The governments of France and Germany reacted to the revelations of the US spying on their embassies and the offices of the European Union with threats to pull out of the negotiations for the proposed Trans-Atlantic Trade Agreement. For people who haven't been following the present involvement of the US government in international trade negotiations, this might seem like they just grabbed something at hand to use as a threat in retaliation for the outrage of their citizens. However, the reality is that many of their citizens are already alarmed by what they know about TATA and the potential it hands to trans-national corporations over their lives. The awareness of the abuses that are being made of the internet forms a direct connection to that.
Trans-Atlantic Rifts: European Activists Could Thwart US-EU Trade Deal
Consumer watchdogs, Internet activists and European farmers are gearing up to fight the planned trade agreement between Europe and the United States. Many in Europe are worried that politicians will make backroom deals at the expense of consumers.
Two of the main issues of controversy are the regulation of GM food supplies and data protection and privacy laws and regulations.
TATA has a near twin in TPPA the Trans-Pacific Partnership Agreement which is a similar trade agreement that is being negotiated among the US and 11 other Pacific rim nations. When most of us hear the term international trade we think in terms of the buy and selling of concrete goods like food and appliances. That is mostly what the World Trade Organization has dealt with up until now. Attempts to extend that regime into the regulation of international services have essentially become deadlocked. The US has turned to regional compacts as a means of bypassing that body and pursuing its agenda.
Both TATA and TPPA have come under heavy criticism for the tight secrecy surrounding the negotiations. In the case of TPPA the Obama administration has tried to claim that information about them is classified. What information that has been leaked indicates that both agreements are attempting a set of uniform regulations on a number of areas of economic relationship that would supersede the power of national governments to regulate such matters and thus deprive their citizenry of the ability to participate in the political process. In addition to food regulation and data privacy they deal with issues about the control of intellectual property rights.
This is all very much part of the long term trend of the neoliberal economic and political regime. The parties that stand to benefit from such arrangements are not the general population of any of the nation states, but the large trans-national corporations that seek to dominate and control international trade. Some of them such as Google and Facebook are attempting to establish hegemony over personal data on the internet. Drug companies want unexpiring patents on everything that could be potentially be turned into a drug. All of them would like to conduct their business in some sort of political vacuum where that nasty word taxes never rears its ugly head.

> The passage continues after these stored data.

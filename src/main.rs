//! AlgoRhythm Auth - terminal sign-in and registration screen
//!
//! A Ratatui-based TUI around a host-agnostic validation and
//! submission core, backed by a simulated authentication gateway.

mod app;
mod auth;
mod config;
mod gateway;
mod presenter;
mod state;
mod ui;

use anyhow::Result;
use app::App;
use config::AuthConfig;
use crossterm::{
    event::{self, Event, KeyCode, KeyEventKind, KeyModifiers},
    execute,
    terminal::{disable_raw_mode, enable_raw_mode, EnterAlternateScreen, LeaveAlternateScreen},
};
use ratatui::{backend::CrosstermBackend, Terminal};
use std::fs::{self, OpenOptions};
use std::io;
use std::sync::Mutex;
use std::time::{Duration, Instant};
use tracing_subscriber::fmt::writer::BoxMakeWriter;
use tracing_subscriber::{layer::SubscriberExt, util::SubscriberInitExt};

const LOG_FILE: &str = "auth.log";

/// Log to a file so output does not tear the alternate screen;
/// stderr if the data directory is unusable
fn log_writer() -> BoxMakeWriter {
    let file = AuthConfig::data_dir().and_then(|dir| {
        fs::create_dir_all(&dir).ok()?;
        OpenOptions::new()
            .create(true)
            .append(true)
            .open(dir.join(LOG_FILE))
            .ok()
    });
    match file {
        Some(file) => BoxMakeWriter::new(Mutex::new(file)),
        None => BoxMakeWriter::new(io::stderr),
    }
}

#[tokio::main]
async fn main() -> Result<()> {
    // Initialize logging
    tracing_subscriber::registry()
        .with(
            tracing_subscriber::EnvFilter::try_from_default_env()
                .unwrap_or_else(|_| "algorhythm_auth=info".into()),
        )
        .with(
            tracing_subscriber::fmt::layer()
                .with_ansi(false)
                .with_writer(log_writer()),
        )
        .init();

    let config = AuthConfig::load().unwrap_or_else(|err| {
        tracing::warn!("ignoring unreadable config: {err:#}");
        AuthConfig::default()
    });

    // Setup terminal
    enable_raw_mode()?;
    let mut stdout = io::stdout();
    execute!(stdout, EnterAlternateScreen)?;
    let backend = CrosstermBackend::new(stdout);
    let mut terminal = Terminal::new(backend)?;

    // Create app and run
    let mut app = App::new(&config);
    tracing::info!(app = %app.app_name, "auth screen started");
    let result = run_app(&mut terminal, &mut app);

    // Restore terminal
    disable_raw_mode()?;
    execute!(terminal.backend_mut(), LeaveAlternateScreen)?;
    terminal.show_cursor()?;

    // Handle any errors
    if let Err(err) = result {
        eprintln!("Error: {err:?}");
        std::process::exit(1);
    }

    Ok(())
}

fn run_app<B: ratatui::backend::Backend>(terminal: &mut Terminal<B>, app: &mut App) -> Result<()> {
    loop {
        let terminal_height = terminal.size()?.height;
        app.tick(Instant::now(), terminal_height);

        // Draw the UI
        terminal.draw(|frame| ui::draw(frame, app))?;

        // Faster polling while something is animating
        let animating = app.in_splash()
            || app.state.transition.is_some()
            || !app.state.loading.is_empty();
        let poll_duration = if animating {
            Duration::from_millis(16)
        } else {
            Duration::from_millis(50)
        };

        if event::poll(poll_duration)? {
            if let Event::Key(key) = event::read()? {
                if key.kind != KeyEventKind::Press {
                    continue;
                }
                // Global quit: Ctrl+C
                if key.code == KeyCode::Char('c') && key.modifiers.contains(KeyModifiers::CONTROL)
                {
                    return Ok(());
                }
                app.handle_key(key)?;
            }
        }

        if app.should_quit() {
            return Ok(());
        }
    }
}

The internet becomes an ever more powerful and pervasive tool as time goes by. It penetrates more and more deeply into out daily lives. Governments and corporations with the power to control it could come quite close to controlling the world.
The modern notion of the sovereign nation state originated with the Treaty of Westphalia in 1648. Sovereignty has always been relative to how much money and how many guns you have. The notion of the democratic nation state involved ultimate political accountability to the will of the people. That has also been pretty relative.
Since WWII we have seen an increasing tendency toward various forms of globalization that make the idea of a nation state with a distinct national identity, culture and economic interests ever more fuzzy. The European Union was conceived as an effort to bind the nations of Europe more closely together to promote peace and prosperity on a continent that historically has known so much war. That has involved a never ending debate over surrendering national sovereignty to a supranational institution. Much of its development has been accomplished by negotiations between governments rather than voters at the ballot box.
Within this context there is the often shadowy world of the trans-national corporations. There was a time when most business enterprises had a clear national identity, even if they engaged in some amount of international trade. People are still inclined to think of them in terms of the location of their corporate headquarters. That becomes more and more inaccurate. We recently got a revealing look at Apple Inc. and its global affairs. It's headquarters may be in Cupertino, CA, but it finds the climate in the Republic of Ireland salubrious for its tax health. It's business is in fact spread over most of the world. This is not an unusual situation. Trans-national corporations increasingly form complex partnerships with each other in what is described as a matrix organizational structure.
The present spying scandals offer much drama and entertainment. Many people are trying to fit it into the context of a cold war spy movie. However, it is much more instructive to view it as a glimpse of the future rather than of the past.